* **Activity**: Count the lines of the data that have the word "mean", then report the number without anything else.

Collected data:
//! MaxViT backbone.
//!
//! Architecture:
//! - **Stem**: `Conv3x3(channels → stem, stride 2)` → `Conv3x3(stem → stem)`
//! - **Stages**: stage `i` is `dim * 2^i` wide; each block is
//!   MBConv (downsampling on the first block of a stage) → block-local
//!   window attention + feed-forward → grid (dilated) attention + feed-forward
//! - **Head**: spatial mean → LayerNorm → Linear(num_classes)
//!
//! A conditioning closure, when supplied, modulates the channel-first feature
//! map right before every block.

use candle_core::{Module, Result, Tensor};
use candle_nn::{conv2d, linear, Conv2d, Conv2dConfig, Linear, VarBuilder};

use super::mbconv::MbConv;
use crate::conditioning::{next_cond_fn, CondCursor};
use crate::config::MaxVitConfig;
use crate::layers::{layer_norm, FeedForward, LayerNorm, WindowAttention};

// ─── Windowing ───────────────────────────────────────────────────────────────

/// `b d (x w1) (y w2) -> b x y w1 w2 d`
fn block_partition(xs: &Tensor, window: usize) -> Result<Tensor> {
    let (b, d, h, w) = xs.dims4()?;
    xs.reshape((b, d, h / window, window, w / window, window))?
        .permute((0, 2, 4, 3, 5, 1))?
        .contiguous()
}

/// `b x y w1 w2 d -> b d (x w1) (y w2)`
fn block_merge(xs: &Tensor) -> Result<Tensor> {
    let &[b, gx, gy, w1, w2, d] = xs.dims() else {
        candle_core::bail!("expected a 6-d window tensor, got {:?}", xs.dims());
    };
    xs.permute((0, 5, 1, 3, 2, 4))?
        .contiguous()?
        .reshape((b, d, gx * w1, gy * w2))
}

/// `b d (w1 x) (w2 y) -> b x y w1 w2 d`
fn grid_partition(xs: &Tensor, window: usize) -> Result<Tensor> {
    let (b, d, h, w) = xs.dims4()?;
    xs.reshape((b, d, window, h / window, window, w / window))?
        .permute((0, 3, 5, 2, 4, 1))?
        .contiguous()
}

/// `b x y w1 w2 d -> b d (w1 x) (w2 y)`
fn grid_merge(xs: &Tensor) -> Result<Tensor> {
    let &[b, gx, gy, w1, w2, d] = xs.dims() else {
        candle_core::bail!("expected a 6-d window tensor, got {:?}", xs.dims());
    };
    xs.permute((0, 5, 3, 1, 4, 2))?
        .contiguous()?
        .reshape((b, d, w1 * gx, w2 * gy))
}

// ─── Block ───────────────────────────────────────────────────────────────────

#[derive(Clone, Debug)]
struct MaxVitBlock {
    mbconv: MbConv,
    block_attn: WindowAttention,
    block_ff: FeedForward,
    grid_attn: WindowAttention,
    grid_ff: FeedForward,
    window: usize,
}

impl MaxVitBlock {
    fn new(dim_in: usize, dim: usize, downsample: bool, cfg: &MaxVitConfig, vb: VarBuilder) -> Result<Self> {
        let mbconv = MbConv::new(
            dim_in,
            dim,
            downsample,
            cfg.mbconv_expansion_rate,
            cfg.mbconv_shrinkage_rate,
            cfg.mbconv_dropsample,
            vb.pp("mbconv"),
        )?;
        let attn = |name: &str| {
            WindowAttention::new(
                dim,
                cfg.dim_head,
                cfg.dropout,
                cfg.window_size,
                cfg.num_mem_kv,
                vb.pp(name),
            )
        };
        let ff = |name: &str| FeedForward::new(dim, 4.0, cfg.dropout, vb.pp(name));
        Ok(Self {
            mbconv,
            block_attn: attn("block_attn")?,
            block_ff: ff("block_ff")?,
            grid_attn: attn("grid_attn")?,
            grid_ff: ff("grid_ff")?,
            window: cfg.window_size,
        })
    }

    fn attend(
        attn: &WindowAttention,
        ff: &FeedForward,
        windows: Tensor,
        train: bool,
    ) -> Result<Tensor> {
        let windows = (attn.forward(&windows, train)? + &windows)?;
        ff.forward(&windows, None, train)? + &windows
    }

    fn forward(&self, xs: &Tensor, train: bool) -> Result<Tensor> {
        let xs = self.mbconv.forward(xs, train)?;
        let (_, _, h, w) = xs.dims4()?;
        if h % self.window != 0 || w % self.window != 0 {
            candle_core::bail!(
                "feature map {h}x{w} is not divisible by window size {}",
                self.window
            );
        }

        let windows = block_partition(&xs, self.window)?;
        let windows = Self::attend(&self.block_attn, &self.block_ff, windows, train)?;
        let xs = block_merge(&windows)?;

        let windows = grid_partition(&xs, self.window)?;
        let windows = Self::attend(&self.grid_attn, &self.grid_ff, windows, train)?;
        grid_merge(&windows)
    }
}

// ─── MaxViT ──────────────────────────────────────────────────────────────────

#[derive(Clone, Debug)]
pub struct MaxViT {
    stem_conv: Conv2d,
    stem_refine: Conv2d,
    blocks: Vec<MaxVitBlock>,
    head_norm: LayerNorm,
    head: Linear,
    cond_hidden_dims: Vec<usize>,
    cfg: MaxVitConfig,
}

impl MaxViT {
    pub fn new(cfg: &MaxVitConfig, vb: VarBuilder) -> Result<Self> {
        cfg.validate().map_err(candle_core::Error::wrap)?;

        let stem_dim = cfg.stem_dim();
        let stem_cfg = Conv2dConfig {
            padding: 1,
            stride: 2,
            ..Default::default()
        };
        let refine_cfg = Conv2dConfig {
            padding: 1,
            ..Default::default()
        };
        let stem_conv = conv2d(cfg.channels, stem_dim, 3, stem_cfg, vb.pp("conv_stem.0"))?;
        let stem_refine = conv2d(stem_dim, stem_dim, 3, refine_cfg, vb.pp("conv_stem.1"))?;

        let mut dims_in = vec![stem_dim];
        dims_in.extend(cfg.stage_dims());
        let vb_layers = vb.pp("layers");
        let mut blocks = Vec::with_capacity(cfg.depth.iter().sum());
        for (stage, &depth) in cfg.depth.iter().enumerate() {
            let (stage_in, stage_dim) = (dims_in[stage], dims_in[stage + 1]);
            for block in 0..depth {
                let is_first = block == 0;
                let dim_in = if is_first { stage_in } else { stage_dim };
                blocks.push(MaxVitBlock::new(
                    dim_in,
                    stage_dim,
                    is_first,
                    cfg,
                    vb_layers.pp(blocks.len()),
                )?);
            }
        }

        let embed_dim = cfg.embed_dim();
        let head_norm = layer_norm(embed_dim, vb.pp("mlp_head.1"))?;
        let head = linear(embed_dim, cfg.num_classes, vb.pp("mlp_head.2"))?;

        tracing::info!(
            stages = cfg.num_stages(),
            blocks = blocks.len(),
            embed_dim,
            window = cfg.window_size,
            "built MaxViT backbone"
        );

        Ok(Self {
            stem_conv,
            stem_refine,
            blocks,
            head_norm,
            head,
            cond_hidden_dims: cfg.cond_hidden_dims(),
            cfg: cfg.clone(),
        })
    }

    /// Channel width entering every block, in execution order.
    pub fn cond_hidden_dims(&self) -> &[usize] {
        &self.cond_hidden_dims
    }

    pub fn embed_dim(&self) -> usize {
        self.cfg.embed_dim()
    }

    pub fn config(&self) -> &MaxVitConfig {
        &self.cfg
    }

    /// `(b, channels, h, w)` → embeddings `(b, embed_dim, h', w')` or logits `(b, num_classes)`.
    ///
    /// With a cursor, one closure is taken per block; running out is an error.
    pub fn forward(
        &self,
        xs: &Tensor,
        mut cond: Option<&mut CondCursor<'_>>,
        return_embeddings: bool,
        train: bool,
    ) -> Result<Tensor> {
        let (b, c, h, w) = xs.dims4()?;
        if c != self.cfg.channels {
            candle_core::bail!("expected {} input channels, got {c}", self.cfg.channels);
        }
        self.cfg
            .check_spatial(h, w)
            .map_err(candle_core::Error::wrap)?;
        tracing::debug!(batch = b, height = h, width = w, "maxvit forward");

        let mut xs = self.stem_refine.forward(&self.stem_conv.forward(xs)?)?;
        for block in &self.blocks {
            if let Some(cond_fn) = next_cond_fn(&mut cond)? {
                xs = cond_fn(&xs)?;
            }
            xs = block.forward(&xs, train)?;
        }

        if return_embeddings {
            return Ok(xs);
        }
        let pooled = xs.mean((2, 3))?;
        self.head.forward(&self.head_norm.forward(&pooled)?)
    }

    /// Unconditioned classification logits `(b, num_classes)`.
    pub fn classify(&self, xs: &Tensor, train: bool) -> Result<Tensor> {
        self.forward(xs, None, false, train)
    }
}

* **Written solution**: 2